Si guadagna il taglio alto dell’edizione odierna del Corriere dello Sport Ivan Gazidis. L’amministratore delegato del Milan ha parlato in esclusiva alla testata giornalistica romana di Ibrahimović, Donnarumma, di stadi e di futuro: ecco le sue dichiarazioni.

IBRAÈ stato sorprendente conoscere Ibra. È straordinariamente divisivo: o lo ami o lo odi. Il gruppo è fortemente stimolato dalla sua presenza; ed è un fatto notevole che, a 39 anni, Ibra riesca ancora a competere a questi livelli e a essere così determinato a vincere – è eccezionale”.

DONNARUMMANon voglio rivelare i dettagli, né la tempistica, e non conosco i confini del rapporto tra Gigio e Mino Raiola. Alla fine, ovviamente, la decisione è sempre del calciatore. Nutro una stima assoluta nei suoi confronti, così come rispetto le sue scelte. Ha fatto ciò che pensava fosse meglio per lui, e ci sono alcune ragioni dalla sua parte, ma non indico quali“.

STADI “Se guardiamo alla Premier League, la base del rilancio sono stati gli stadi. Quando il calcio inglese ha toccato il fondo, il governo ha incoraggiato la costruzione di nuovi impianti. La stessa cosa è successa negli Stati Uniti. Quando fu fondata la MLS non c’erano stadi dedicati.
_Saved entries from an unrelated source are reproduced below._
use std::sync::Arc;

use crate::{
    cqrs::{
        AddProductToCartCommandHandler, ClearCartCommandHandler, ConfirmPurchaseCommandHandler, GetCartQueryHandler,
        GetRequestLogsQueryHandler, RemoveProductFromCartCommandHandler, ReplaceRequestsCommandHandler,
    },
    metrics::CheckoutMetrics,
};

#[derive(Clone)]
pub struct AppState {
    pub get_request_logs_query_handler: Arc<GetRequestLogsQueryHandler>,
    pub replace_requests_command_handler: Arc<ReplaceRequestsCommandHandler>,
    pub get_cart_query_handler: Arc<GetCartQueryHandler>,
    pub add_product_to_cart_command_handler: Arc<AddProductToCartCommandHandler>,
    pub remove_product_from_cart_command_handler: Arc<RemoveProductFromCartCommandHandler>,
    pub clear_cart_command_handler: Arc<ClearCartCommandHandler>,
    pub confirm_purchase_command_handler: Arc<ConfirmPurchaseCommandHandler>,
    pub checkout_metrics: CheckoutMetrics,
}
use std::sync::Arc;

use axum::{http::Method, routing::get};
use axum_prometheus::PrometheusMetricLayer;
use minimart::{
    checkout::CheckoutFooter,
    client::{GraphQlClient, GraphQlVoucherRequestRepository},
    config::Config,
    context::ShopContext,
    cqrs::{AddProductToCartCommandHandler, ClearCartCommandHandler, ConfirmPurchaseCommandHandler, GetCartQueryHandler, GetRequestLogsQueryHandler, RemoveProductFromCartCommandHandler, ReplaceRequestsCommandHandler},
    metrics::CheckoutMetrics,
    navigation::HistoryNavigator,
    repositories::{InMemoryCartRepository, InMemoryVoucherRequestRepository, VoucherRequestRepository},
    routes::router,
    state::AppState,
};
use tokio::sync::Mutex;
use tower::ServiceBuilder;
use tower_http::{cors::CorsLayer, trace::TraceLayer};
use tracing::{event, Level};
use dotenv::dotenv;

fn voucher_requests(config: &Config, client: Arc<GraphQlClient>) -> Arc<dyn VoucherRequestRepository + Send + Sync> {
    match &config.requests_path {
        Some(path) => match InMemoryVoucherRequestRepository::from_file(path) {
            Ok(repository) => Arc::new(repository),
            Err(e) => {
                event!(Level::WARN, "{}, starting with an empty request list", e);
                Arc::new(InMemoryVoucherRequestRepository::new(Vec::new()))
            }
        },
        None => Arc::new(GraphQlVoucherRequestRepository::new(client)),
    }
}

#[tokio::main]
async fn main() -> Result<(), Box<dyn std::error::Error>> {
    dotenv().ok();
    let config = Config::load();

    tracing_subscriber::
    fmt()
    .with_max_level(tracing::Level::DEBUG)
    .with_target(false)
    .with_ansi(false)
    .json()
    .with_file(true)
    .with_line_number(true)
    .with_current_span(true)
    .with_writer(config.log_writer())
    .init();

    event!(Level::INFO, "config loaded: port {}, requests from {}, logs to {}",
        config.port,
        config.requests_path.as_deref().unwrap_or("GraphQL"),
        config.log_path.as_deref().unwrap_or("stdout"));

    let graphql_client = Arc::new(GraphQlClient::new(&config.graphql_uri));
    event!(Level::INFO, "using GraphQL endpoint {}", graphql_client.endpoint());

    let requests = voucher_requests(&config, graphql_client.clone());
    let ctx = ShopContext::new(
        Arc::new(InMemoryCartRepository::new()),
        graphql_client.clone(),
        Arc::new(HistoryNavigator::new()),
    );
    let footer = Arc::new(Mutex::new(CheckoutFooter::new()));
    let checkout_metrics = CheckoutMetrics::new()?;

    let state = Arc::new(AppState {
        get_request_logs_query_handler: Arc::new(GetRequestLogsQueryHandler::new(requests.clone())),
        replace_requests_command_handler: Arc::new(ReplaceRequestsCommandHandler::new(requests)),
        get_cart_query_handler: Arc::new(GetCartQueryHandler::new(ctx.clone(), footer.clone())),
        add_product_to_cart_command_handler: Arc::new(AddProductToCartCommandHandler::new(ctx.clone())),
        remove_product_from_cart_command_handler: Arc::new(RemoveProductFromCartCommandHandler::new(ctx.clone())),
        clear_cart_command_handler: Arc::new(ClearCartCommandHandler::new(ctx.clone())),
        confirm_purchase_command_handler: Arc::new(ConfirmPurchaseCommandHandler::new(ctx, footer, checkout_metrics.clone())),
        checkout_metrics: checkout_metrics,
    });

    let (prometheus_layer, metrics_handle) = PrometheusMetricLayer::pair();
    let metrics_state = state.clone();

    let listener = tokio::net::TcpListener::bind(format!("0.0.0.0:{}", config.port)).await?;
    event!(Level::INFO, "listening on port {}", config.port);

    axum::serve(listener, router(state)
        .route("/metrics", get(|| async move {
            format!("{}{}", metrics_handle.render(), metrics_state.checkout_metrics.render())
        }))

        .layer(prometheus_layer)
        .layer(
            ServiceBuilder::new()
            .layer(TraceLayer::new_for_http())
            .layer(CorsLayer::very_permissive().allow_methods([Method::GET, Method::POST, Method::PUT, Method::DELETE]))
        )).await?;

    Ok(())
}
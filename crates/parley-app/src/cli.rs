//! CLI argument definitions for the Parley application.
//!
//! Uses `clap` with derive macros for argument parsing.
//! Priority resolution: CLI args > env vars > config file > defaults.

use clap::Parser;
use std::path::PathBuf;

/// Parley — a voice conversation agent grounded in ingested articles.
#[derive(Parser, Debug)]
#[command(name = "parley", version, about)]
pub struct CliArgs {
    /// Path to the configuration file.
    #[arg(short = 'c', long = "config")]
    pub config: Option<PathBuf>,

    /// Article URL to ingest at startup (repeatable).
    #[arg(short = 'u', long = "url")]
    pub urls: Vec<String>,

    /// Log level (trace, debug, info, warn, error).
    #[arg(short = 'l', long = "log-level")]
    pub log_level: Option<String>,

    /// Use real provider credentials instead of offline mocks.
    #[arg(long = "live")]
    pub live: bool,
}

impl CliArgs {
    /// Resolve the configuration file path.
    ///
    /// Priority: --config flag > PARLEY_CONFIG env var > ~/.parley/config.toml.
    pub fn resolve_config_path(&self) -> PathBuf {
        if let Some(ref p) = self.config {
            return p.clone();
        }
        if let Ok(p) = std::env::var("PARLEY_CONFIG") {
            return PathBuf::from(p);
        }
        default_config_path()
    }

    /// Resolve the log level.
    ///
    /// Priority: --log-level flag > config file value.
    pub fn resolve_log_level(&self, config_level: &str) -> String {
        self.log_level
            .clone()
            .unwrap_or_else(|| config_level.to_string())
    }
}

fn default_config_path() -> PathBuf {
    let home = std::env::var("HOME")
        .or_else(|_| std::env::var("USERPROFILE"))
        .unwrap_or_else(|_| ".".to_string());
    PathBuf::from(home).join(".parley").join("config.toml")
}

// ====== Tests ======
//! Article extraction trait and mock source.
//!
//! An `ArticleSource` fetches a URL and strips it down to readable text.
//! The mock serves pre-registered articles and scripted failures so
//! ingestion can be exercised without a network.

use std::collections::{HashMap, HashSet};
use std::future::Future;
use std::sync::Mutex;

use chrono::{DateTime, Utc};

use crate::error::ProviderError;

/// Readable content extracted from a web page.
#[derive(Debug, Clone)]
pub struct ExtractedArticle {
    pub url: String,
    pub title: String,
    /// Full readable body text, boilerplate stripped.
    pub raw_text: String,
    pub author: Option<String>,
    pub published_at: Option<DateTime<Utc>>,
}

/// Service for fetching and extracting article content from URLs.
pub trait ArticleSource: Send + Sync {
    /// Fetch the page at `url` and extract its readable content.
    fn fetch(
        &self,
        url: &str,
    ) -> impl Future<Output = Result<ExtractedArticle, ProviderError>> + Send;
}

/// Mock source backed by an in-memory URL map.
#[derive(Debug, Default)]
pub struct MockArticleSource {
    articles: Mutex<HashMap<String, ExtractedArticle>>,
    failing: Mutex<HashSet<String>>,
}

impl MockArticleSource {
    pub fn new() -> Self {
        Self::default()
    }

    /// Register an article served for its own URL.
    pub fn add(&self, article: ExtractedArticle) {
        self.articles
            .lock()
            .unwrap()
            .insert(article.url.clone(), article);
    }

    /// Register a URL that fails with a network error when fetched.
    pub fn fail_url(&self, url: impl Into<String>) {
        self.failing.lock().unwrap().insert(url.into());
    }

    /// Convenience constructor for a plain-text article.
    pub fn article(url: &str, title: &str, raw_text: &str) -> ExtractedArticle {
        ExtractedArticle {
            url: url.to_string(),
            title: title.to_string(),
            raw_text: raw_text.to_string(),
            author: None,
            published_at: None,
        }
    }
}

impl ArticleSource for MockArticleSource {
    async fn fetch(&self, url: &str) -> Result<ExtractedArticle, ProviderError> {
        if self.failing.lock().unwrap().contains(url) {
            return Err(ProviderError::Network(format!(
                "Failed to fetch {}: connection refused",
                url
            )));
        }
        self.articles
            .lock()
            .unwrap()
            .get(url)
            .cloned()
            .ok_or_else(|| ProviderError::InvalidInput(format!("No content at {}", url)))
    }
}

// ====== Tests ======
//! Knowledge base for Parley.
//!
//! - `chunker`: sentence-aware text windowing.
//! - `builder`: URL → extracted article → summary + embedded chunks.
//! - `store`: copy-on-write snapshot store for articles and chunks.
//! - `retrieval`: cosine search over a snapshot, plus the corpus digest.

pub mod builder;
pub mod chunker;
pub mod retrieval;
pub mod store;

pub use builder::{IngestOutcome, IngestReport, KnowledgeBuilder};
pub use retrieval::{RetrievalEngine, SearchResult};
pub use store::{KnowledgeStore, StoreSnapshot};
Ora invece, con 29 o 30 squadre, se non sbaglio, ci sono 20 strutture nuove di zecca, impianti incredibili”.

FUTURO “La sfida è far acquisire una mentalità più ottimista a una squadra che veniva da un lungo periodo di difficoltà – ma, aggiungerei, anche espressione di una cultura calcistica molto radicata e facile al pessimismo. A volte si ha bisogno di un po’ di ingenuità. Oltre a carattere, forza, chiarezza e costanza“.